10.Logistic regression analysis of risk factors for cough-variant asthma
Chinese Journal of Primary Medicine and Pharmacy 2025;32(7):1001-1005
Objective:To investigate the risk factors for cough-variant asthma (CVA) based on logistic regression analysis.Methods:A retrospective analysis was conducted on 150 patients with CVA (observation group) and 135 patients without CVA (control group) who received treatment at the Department of Respiratory Medicine, Puyang Oilfield General Hospital from January 2021 to January 2024. The risk factors for CVA were screened.Results:Compared with the control group, the observation group showed significantly higher proportions of patients with respiratory tract infections [24.00% (36/150) vs. 10.37% (14/135), χ2= 9.12, P = 0.003], a history of allergic rhinitis [23.33% (35/150) vs. 8.89% (12/135), χ2 = 10.77, P = 0.001], a history of allergic dermatitis [18.67% (28/150) vs. 5.93% (8/135), χ2 = 10.45, P = 0.001], and a first-degree family history of allergies [32.67% (49/150) vs. 15.56% (21/135), χ2 = 11.23, P < 0.001], Additionally, a higher percentage of patients in the observation group had elevated levels of interleukin-1 [32.00% (48/150) vs. 8.89% (12/135), χ2 = 22.83, P < 0.001]. There were no statistically significant differences in gender, body mass index, oxygen environment, or pet ownership between the two groups (all P > 0.05).

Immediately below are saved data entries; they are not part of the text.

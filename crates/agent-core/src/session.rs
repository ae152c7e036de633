//! Session Management
//!
//! Manages agent sessions with conversation history and state.
//! Each session sits behind its own async mutex: holding it for the length
//! of a turn is what keeps two turns of the same session from interleaving.

use std::collections::HashMap;
use std::sync::Arc;

use chrono::{DateTime, Utc};
use serde::{Deserialize, Serialize};
use tokio::sync::{Mutex, RwLock};
use uuid::Uuid;

use crate::message::{Conversation, Role};

/// Unique session identifier
#[derive(Clone, Debug, PartialEq, Eq, Hash, PartialOrd, Ord, Serialize, Deserialize)]
pub struct SessionId(String);

impl SessionId {
    pub fn new() -> Self {
        Self(Uuid::new_v4().to_string())
    }

    pub fn from_string(s: impl Into<String>) -> Self {
        Self(s.into())
    }

    pub fn as_str(&self) -> &str {
        &self.0
    }
}

impl Default for SessionId {
    fn default() -> Self {
        Self::new()
    }
}

impl std::fmt::Display for SessionId {
    fn fmt(&self, f: &mut std::fmt::Formatter<'_>) -> std::fmt::Result {
        write!(f, "{}", self.0)
    }
}

/// Session metadata
#[derive(Clone, Debug, Default, Serialize, Deserialize)]
pub struct SessionMetadata {
    /// Session title (auto-generated or user-set)
    pub title: Option<String>,
}

/// A complete agent session
#[derive(Clone, Debug, Serialize, Deserialize)]
pub struct Session {
    /// Unique identifier
    pub id: SessionId,

    /// Conversation history
    pub conversation: Conversation,

    /// Session metadata
    pub metadata: SessionMetadata,

    /// Creation timestamp
    pub created_at: DateTime<Utc>,

    /// Last activity timestamp
    pub updated_at: DateTime<Utc>,

    /// Whether session is active
    pub active: bool,
}

impl Session {
    /// Create a new session
    pub fn new() -> Self {
        Self::with_id(SessionId::new())
    }

    /// Create with specific ID
    pub fn with_id(id: SessionId) -> Self {
        let now = Utc::now();
        Self {
            id,
            conversation: Conversation::new(),
            metadata: SessionMetadata::default(),
            created_at: now,
            updated_at: now,
            active: true,
        }
    }

    /// Update the activity timestamp
    pub fn touch(&mut self) {
        self.updated_at = Utc::now();
    }

    /// Set session title
    pub fn set_title(&mut self, title: impl Into<String>) {
        self.metadata.title = Some(title.into());
        self.touch();
    }

    /// Get or generate title
    pub fn title(&self) -> String {
        self.metadata.title.clone().unwrap_or_else(|| {
            self.conversation
                .history()
                .iter()
                .find(|m| m.role == Role::User)
                .map_or_else(
                    || format!("Session {}", self.id.as_str().chars().take(8).collect::<String>()),
                    |m| {
                        let preview: String = m.content.chars().take(50).collect();
                        if m.content.chars().count() > 50 {
                            format!("{preview}...")
                        } else {
                            preview
                        }
                    },
                )
        })
    }

    /// Drop the conversation and start over (explicit reset)
    pub fn reset(&mut self) {
        self.conversation = Conversation::new();
        self.touch();
    }

    /// End the session
    pub fn end(&mut self) {
        self.active = false;
        self.touch();
    }

    /// Message count
    pub fn message_count(&self) -> usize {
        self.conversation.len()
    }
}

impl Default for Session {
    fn default() -> Self {
        Self::new()
    }
}

/// Handle to a session; lock it for the duration of a turn
pub type SessionHandle = Arc<Mutex<Session>>;

/// In-process session registry
#[derive(Default)]
pub struct SessionManager {
    sessions: RwLock<HashMap<SessionId, SessionHandle>>,
}

impl SessionManager {
    pub fn new() -> Self {
        Self::default()
    }

    /// Fetch a session, creating it on first use
    pub async fn get_or_create(&self, id: &SessionId) -> SessionHandle {
        if let Some(handle) = self.sessions.read().await.get(id) {
            return handle.clone();
        }

        let mut sessions = self.sessions.write().await;
        sessions
            .entry(id.clone())
            .or_insert_with(|| {
                tracing::debug!(session = %id, "Creating session");
                Arc::new(Mutex::new(Session::with_id(id.clone())))
            })
            .clone()
    }

    /// Fetch an existing session
    pub async fn get(&self, id: &SessionId) -> Option<SessionHandle> {
        self.sessions.read().await.get(id).cloned()
    }

    /// Remove a session, returning whether it existed
    pub async fn remove(&self, id: &SessionId) -> bool {
        let removed = self.sessions.write().await.remove(id);
        if let Some(handle) = &removed {
            handle.lock().await.end();
        }
        removed.is_some()
    }

    /// Known session ids, sorted
    pub async fn list(&self) -> Vec<SessionId> {
        let mut ids: Vec<SessionId> = self.sessions.read().await.keys().cloned().collect();
        ids.sort();
        ids
    }

    /// Number of live sessions
    pub async fn len(&self) -> usize {
        self.sessions.read().await.len()
    }

    /// Check if there are no sessions
    pub async fn is_empty(&self) -> bool {
        self.sessions.read().await.is_empty()
    }

    /// Drop every session
    pub async fn clear(&self) {
        self.sessions.write().await.clear();
    }
}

Logistic regression analysis showed that respiratory tract infection [ OR = 1.958, 95% CI: (1.182, 2.658)], allergic rhinitis history [ OR = 3.022, 95% CI: (3.310, 4.316)], allergic dermatitis history ( OR = 3.313, 95% CI: (3.893, 4.725)], first-degree family history [ OR = 5.023, 95% CI: (7.312, 8.138)], and elevated interleukin-1 levels ( OR = 3.050, 95% CI: (2.734, 3.365)] were risk factors for the occurrence of CVA. Conclusions:Respiratory tract infection, allergic rhinitis history, allergic dermatitis history, first-degree family history, and elevated interleukin-1 levels are risk factors for the occurrence of CVA.